FIGURE 2.

Treatment of NRCM with an erbB2 antibody increases ROS production, and the increase is blocked by treatment with NAC. NRCM were treated with 0.1 or 1 μg/ml of erbB2 antibody, and cell death was measured via (A) TMRE uptake (*, p = 0.017 and **, p = 0.029 compared with IgG, n ≥ 3) or (B) trypan-blue exclusion studies (*, p = 0.016 and **, p = 0.003 compared with IgG, n ≥ 3). C, ROS production was assessed by using confocal microscopy to visualize DCF (top panels, green fluorescence) and mitoSOX (bottom panels, red fluorescence) markers. The top panels were also stained with TMRE to identify mitochondria (red) and the bottom panels were stained with DAPI to identify nuclei (blue).

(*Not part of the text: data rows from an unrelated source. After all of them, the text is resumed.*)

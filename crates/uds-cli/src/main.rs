//! UDS crosswalk CLI.

use clap::{ColorChoice, Parser};
use std::io::{self, IsTerminal};
use tracing::level_filters::LevelFilter;
use uds_cli::logging::{LogConfig, LogFormat, init_logging};

mod cli;
mod commands;
mod summary;
mod types;

use crate::cli::{Cli, Command, LogFormatArg, LogLevelArg};
use crate::commands::{run_compile, run_migrate, run_show_config};
use crate::summary::{print_compile_summary, print_migration_summary};

fn main() {
    let cli = Cli::parse();
    cli.color.write_global();
    let log_config = log_config_from_cli(&cli);
    if let Err(error) = init_logging(&log_config) {
        eprintln!("error: failed to initialize logging: {error}");
        std::process::exit(1);
    }
    let exit_code = match cli.command {
        Command::Migrate(args) => match run_migrate(&args) {
            Ok(result) => {
                print_migration_summary(&result);
                0
            }
            Err(error) => {
                eprintln!("error: {error:#}");
                1
            }
        },
        Command::Compile(args) => match run_compile(&args) {
            Ok(result) => {
                print_compile_summary(&result);
                if result.has_errors { 1 } else { 0 }
            }
            Err(error) => {
                eprintln!("error: {error:#}");
                1
            }
        },
        Command::ShowConfig(args) => match run_show_config(&args) {
            Ok(()) => 0,
            Err(error) => {
                eprintln!("error: {error:#}");
                1
            }
        },
    };
    std::process::exit(exit_code);
}

/// Build logging configuration from CLI flags with consistent precedence.
fn log_config_from_cli(cli: &Cli) -> LogConfig {
    let mut config = LogConfig {
        level_filter: cli.verbosity.tracing_level_filter(),
        ..LogConfig::default()
    };
    config.use_env_filter = !(cli.verbosity.is_present() || cli.log_level.is_some());
    if let Some(level) = cli.log_level {
        config.level_filter = match level {
            LogLevelArg::Error => LevelFilter::ERROR,
            LogLevelArg::Warn => LevelFilter::WARN,
            LogLevelArg::Info => LevelFilter::INFO,
            LogLevelArg::Debug => LevelFilter::DEBUG,
            LogLevelArg::Trace => LevelFilter::TRACE,
        };
    }
    config.format = match cli.log_format {
        LogFormatArg::Pretty => LogFormat::Pretty,
        LogFormatArg::Compact => LogFormat::Compact,
        LogFormatArg::Json => LogFormat::Json,
    };
    config.log_file = cli.log_file.clone();
    config.with_ansi = match cli.color.color {
        ColorChoice::Always => true,
        ColorChoice::Never => false,
        ColorChoice::Auto => cli.log_file.is_none() && io::stderr().is_terminal(),
    };
    config
}
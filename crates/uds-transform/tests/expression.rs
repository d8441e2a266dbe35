//! Formula parsing and evaluation.

use proptest::prelude::*;
use uds_transform::{Expression, TransformError};

fn lookup<'a>(values: &'a [(&'a str, f64)]) -> impl Fn(&str) -> Option<f64> + 'a {
    move |name| values.iter().find(|(n, _)| *n == name).map(|(_, v)| *v)
}

#[test]
fn en_dash_reads_as_minus() {
    let expr = Expression::parse("PDYR – BIRTHYR").expect("parse");
    assert_eq!(expr.text(), "pdyr - birthyr");
    assert_eq!(
        expr.evaluate(lookup(&[("pdyr", 2001.0), ("birthyr", 1941.0)])),
        Some(60.0)
    );
}

#[test]
fn formulas_never_execute_text() {
    for formula in ["__import__('os')", "a; b", "a == b", "a[0]"] {
        assert!(
            matches!(Expression::parse(formula), Err(TransformError::Expression { .. })),
            "{formula}"
        );
    }
}

proptest! {
    #[test]
    fn difference_matches_arithmetic(a in -10_000i32..10_000, b in -10_000i32..10_000) {
        let expr = Expression::parse("a - b").expect("parse");
        let values = [("a", f64::from(a)), ("b", f64::from(b))];
        prop_assert_eq!(expr.evaluate(lookup(&values)), Some(f64::from(a - b)));
    }

    #[test]
    fn display_reparses_to_same_value(
        a in -1_000i32..1_000,
        b in -1_000i32..1_000,
        c in 1i32..100,
    ) {
        let expr = Expression::parse("(a + b) * 3 - a / c").expect("parse");
        let reparsed = Expression::parse(&expr.root().to_string()).expect("reparse");
        let values = [("a", f64::from(a)), ("b", f64::from(b)), ("c", f64::from(c))];
        prop_assert_eq!(
            expr.evaluate(lookup(&values)),
            reparsed.evaluate(lookup(&values))
        );
    }
}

D, quantification of ROS production in cells treated with rabbit pre-immune IgG (control) or erbB2 antibody for 18 h. ROS was detected by flow cytometry for DCF, and results were normalized to control cells treated with 1 μg/ml of IgG (*, p < 0.05 versus IgG; n ≥ 3). E, treatment with 10 mm NAC increases cell survival in the presence of erbB2 Ab. NRCM were treated with erbB2 Ab in the presence and absence of NAC, and viability was measured 24 h later via TMRE uptake (*, p = 0.007 versus IgG; #, p = 0.016 versus erbB2 Ab; n = 3). Data are presented as mean ± S.E.